Selling Chrome would leave Google without an important source of “a lot of information they can use to train their algorithms” and promote other services like Maps, explained Egan.
Launched in 2008, Chrome captures about 70% of the online search market, surpassing its competitors Edge and Safari, developed by Microsoft and Apple, respectively.
However, experts believe Google would find a way to recover if forced to sell Chrome. “I don’t think losing the browser is going to kill Google as a company,” said Egan.
For example, Apple implemented a drastic limitation on cookies in Safari, the markers that allow companies to track user browsing.
“Advertisers said: ‘We have a deadlock, but we’ll manage,'” Egan recalled. “And Google will do the same.”
How much is Chrome worth?
A Bloomberg analyst estimates that Chrome, used by more than 3 billion people worldwide, could be sold for at least $15 billion. However, the lack of precedents makes it difficult to predict Chrome’s market value.

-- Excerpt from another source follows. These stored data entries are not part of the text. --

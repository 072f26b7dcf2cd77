//! # Checkout Seams
//!
//! The two capabilities the checkout flow is handed rather than reaching for
//! ambient globals:
//!
//! ```text
//! ┌──────────────────────────────┐   ┌──────────────────────────────┐
//! │   OrderBackend (trait)       │   │   PaymentGateway (trait)     │
//! │  ├── create_order()          │   │  └── open()                  │
//! │  └── verify_payment()        │   │                              │
//! └──────────────▲───────────────┘   └──────────────▲───────────────┘
//!                │                                  │
//!        ┌───────┴────────┐               ┌─────────┴────────┐
//!        │HttpOrderBackend│               │ RazorpayGateway  │
//!        └────────────────┘               └──────────────────┘
//! ```
//!
//! Both traits are `?Send`: browser futures are single-threaded.

use crate::config::StoreConfig;
use crate::error::StoreResult;
use crate::order::{OrderToken, PaymentConfirmation};
use crate::product::Product;
use async_trait::async_trait;
use serde::Serialize;

/// Backend endpoints used during checkout
#[async_trait(?Send)]
pub trait OrderBackend {
    /// Create an order for `amount` whole rupees.
    async fn create_order(&self, amount: u64) -> StoreResult<OrderToken>;

    /// Ask the backend to check the widget's signature.
    ///
    /// Returns the backend's verdict; transport and parse failures are errors.
    async fn verify_payment(&self, confirmation: &PaymentConfirmation) -> StoreResult<bool>;
}

/// Hosted payment widget
#[async_trait(?Send)]
pub trait PaymentGateway {
    /// Open the widget and wait until the shopper pays or closes it.
    async fn open(&self, options: WidgetOptions) -> StoreResult<WidgetOutcome>;
}

/// How an opened widget settled
#[derive(Debug, Clone, PartialEq, Eq)]
pub enum WidgetOutcome {
    /// The shopper paid; the payload still needs server verification
    Completed(PaymentConfirmation),
    /// The shopper closed the widget without paying
    Dismissed,
}

/// Options the widget is constructed with.
///
/// The success handler and dismiss hook are attached by the gateway.
#[derive(Debug, Clone, PartialEq, Eq, Serialize)]
pub struct WidgetOptions {
    pub key: String,
    /// Amount in paise, as returned with the order
    pub amount: u64,
    pub currency: String,
    pub name: String,
    pub description: String,
    pub order_id: String,
    pub prefill: Prefill,
    pub theme: Theme,
}

impl WidgetOptions {
    /// Build the options for paying `order` for `product`
    pub fn for_order(config: &StoreConfig, key: &str, product: &Product, order: &OrderToken) -> Self {
        Self {
            key: key.to_string(),
            amount: order.amount,
            currency: config.currency.as_str().to_string(),
            name: config.store_name.clone(),
            description: format!("Payment for {}", product.name),
            order_id: order.id.clone(),
            prefill: Prefill::default(),
            theme: Theme {
                color: config.theme_color.clone(),
            },
        }
    }
}

/// Customer details pre-filled in the widget (left empty)
#[derive(Debug, Clone, Default, PartialEq, Eq, Serialize)]
pub struct Prefill {
    pub name: String,
    pub email: String,
    pub contact: String,
}

#[derive(Debug, Clone, PartialEq, Eq, Serialize)]
pub struct Theme {
    pub color: String,
}

#[cfg(test)]
mod tests {
    use super::*;
    use serde_json::json;

    #[test]
    fn test_widget_options_shape() {
        let config = StoreConfig::new(Some("rzp_test_key".into()));
        let product = Product::new(1, "Premium Headphones", 2999);
        let order = OrderToken {
            id: "order_1".into(),
            amount: 299900,
            currency: None,
        };

        let options = WidgetOptions::for_order(&config, "rzp_test_key", &product, &order);

        assert_eq!(
            serde_json::to_value(&options).unwrap(),
            json!({
                "key": "rzp_test_key",
                "amount": 299900,
                "currency": "INR",
                "name": "Tech Store",
                "description": "Payment for Premium Headphones",
                "order_id": "order_1",
                "prefill": { "name": "", "email": "", "contact": "" },
                "theme": { "color": "#3B82F6" }
            })
        );
    }
}
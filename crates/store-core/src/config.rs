//! # Store Configuration
//!
//! Branding and the public widget key used when opening checkout.

use crate::error::{StoreError, StoreResult};
use crate::product::Currency;

/// Storefront configuration
#[derive(Debug, Clone, PartialEq, Eq)]
pub struct StoreConfig {
    /// Merchant name shown in the header and the widget
    pub store_name: String,

    /// Widget theme colour (hex)
    pub theme_color: String,

    /// Store currency
    pub currency: Currency,

    /// Public widget key, if one was supplied
    pub key_id: Option<String>,
}

impl StoreConfig {
    pub fn new(key_id: Option<String>) -> Self {
        Self {
            key_id,
            ..Self::default()
        }
    }

    /// The public key, checked at checkout time
    pub fn key_id(&self) -> StoreResult<&str> {
        match self.key_id.as_deref().map(str::trim) {
            Some(key) if !key.is_empty() => Ok(key),
            _ => Err(StoreError::Configuration(
                "RAZORPAY_KEY_ID not set".to_string(),
            )),
        }
    }
}

impl Default for StoreConfig {
    fn default() -> Self {
        Self {
            store_name: "Tech Store".to_string(),
            theme_color: "#3B82F6".to_string(),
            currency: Currency::INR,
            key_id: None,
        }
    }
}
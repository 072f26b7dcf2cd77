//! # Payment Methods
//!
//! The payment methods a shopper can pick and their display metadata.

use serde::{Deserialize, Serialize};

/// Payment method offered at checkout
#[derive(Debug, Clone, Copy, Default, PartialEq, Eq, Hash, Serialize, Deserialize)]
#[serde(rename_all = "lowercase")]
pub enum PaymentMethod {
    #[default]
    Card,
    Upi,
    PayLater,
}

impl PaymentMethod {
    pub const ALL: [PaymentMethod; 3] = [
        PaymentMethod::Card,
        PaymentMethod::Upi,
        PaymentMethod::PayLater,
    ];

    pub fn as_str(&self) -> &'static str {
        match self {
            PaymentMethod::Card => "card",
            PaymentMethod::Upi => "upi",
            PaymentMethod::PayLater => "paylater",
        }
    }

    /// Display metadata for this method
    pub fn option(&self) -> &'static PaymentOption {
        match self {
            PaymentMethod::Card => &PAYMENT_OPTIONS[0],
            PaymentMethod::Upi => &PAYMENT_OPTIONS[1],
            PaymentMethod::PayLater => &PAYMENT_OPTIONS[2],
        }
    }
}

impl std::fmt::Display for PaymentMethod {
    fn fmt(&self, f: &mut std::fmt::Formatter<'_>) -> std::fmt::Result {
        f.write_str(self.as_str())
    }
}

/// Icon shown next to a payment option
#[derive(Debug, Clone, Copy, PartialEq, Eq)]
pub enum PaymentIcon {
    CreditCard,
    IndianRupee,
    Clock,
}

/// Display metadata for a payment method
#[derive(Debug, Clone, PartialEq, Eq)]
pub struct PaymentOption {
    pub method: PaymentMethod,
    pub title: &'static str,
    pub icon: PaymentIcon,
    pub description: &'static str,
}

/// All payment options, in display order
pub static PAYMENT_OPTIONS: [PaymentOption; 3] = [
    PaymentOption {
        method: PaymentMethod::Card,
        title: "Card Payment",
        icon: PaymentIcon::CreditCard,
        description: "Pay securely with Credit/Debit card",
    },
    PaymentOption {
        method: PaymentMethod::Upi,
        title: "UPI",
        icon: PaymentIcon::IndianRupee,
        description: "Pay using UPI apps like GPay, PhonePe",
    },
    PaymentOption {
        method: PaymentMethod::PayLater,
        title: "Pay Later",
        icon: PaymentIcon::Clock,
        description: "Pay using Razorpay PayLater",
    },
];

#[cfg(test)]
mod tests {
    use super::*;

    #[test]
    fn test_default_is_card() {
        assert_eq!(PaymentMethod::default(), PaymentMethod::Card);
    }

    #[test]
    fn test_options_parallel_to_methods() {
        assert_eq!(PAYMENT_OPTIONS.len(), PaymentMethod::ALL.len());
        for method in PaymentMethod::ALL {
            assert_eq!(method.option().method, method);
        }
        assert_eq!(PaymentMethod::Upi.option().title, "UPI");
    }

    #[test]
    fn test_serde_names() {
        assert_eq!(
            serde_json::to_string(&PaymentMethod::PayLater).unwrap(),
            "\"paylater\""
        );
        let method: PaymentMethod = serde_json::from_str("\"upi\"").unwrap();
        assert_eq!(method, PaymentMethod::Upi);
    }
}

In 2016, a group of Chinese investors bought the Norwegian search engine Opera Software ASA for $600 million, which at the time had only 350 million users.
Who could buy it?
“Potential buyers for Chrome are really not many,” estimated senior analyst Evelyn Mitchell-Wolf from Emarketer, considering that “any company with enough money to buy Chrome is already under scrutiny by antitrust authorities.”
However, the analyst considered that the U.S. government could authorize the sale to a domestic group to “prioritize innovation in artificial intelligence [AI] and position the U.S. globally in this technology.”
Would it benefit other browsers?
Analysts agree that people will continue using Chrome no matter its owner, as long as the quality doesn’t decrease. “This assumes that Chrome keeps its most popular features and continues innovating,” Mitchell-Wolf said.
“Search behaviors are a convenience function first, and trust and experience second,” she added.
The Department of Justice argues that people use Chrome because it is the default browser on their devices, and that if they had other options, they would use them, but analysts consider this “unlikely.”
The Trump Factor:
Many doubt that Judge Mehta will accept all of the Department of Justice’s recommendations. Analyst Angelo Zino from CFRA called the suggested measures extreme and unlikely to be imposed by the Court.
The incoming Trump administration also “remains an unpredictable factor,” regardless of whether the justice authorities take up the case.
In October, Trump said he opposed dismantling Google, considering that such a decision could go against U.S. interests internationally. “China is afraid of Google,” and the decision could harm the company, Trump estimated. However, the elected president has also accused Google of being unfair to conservative content.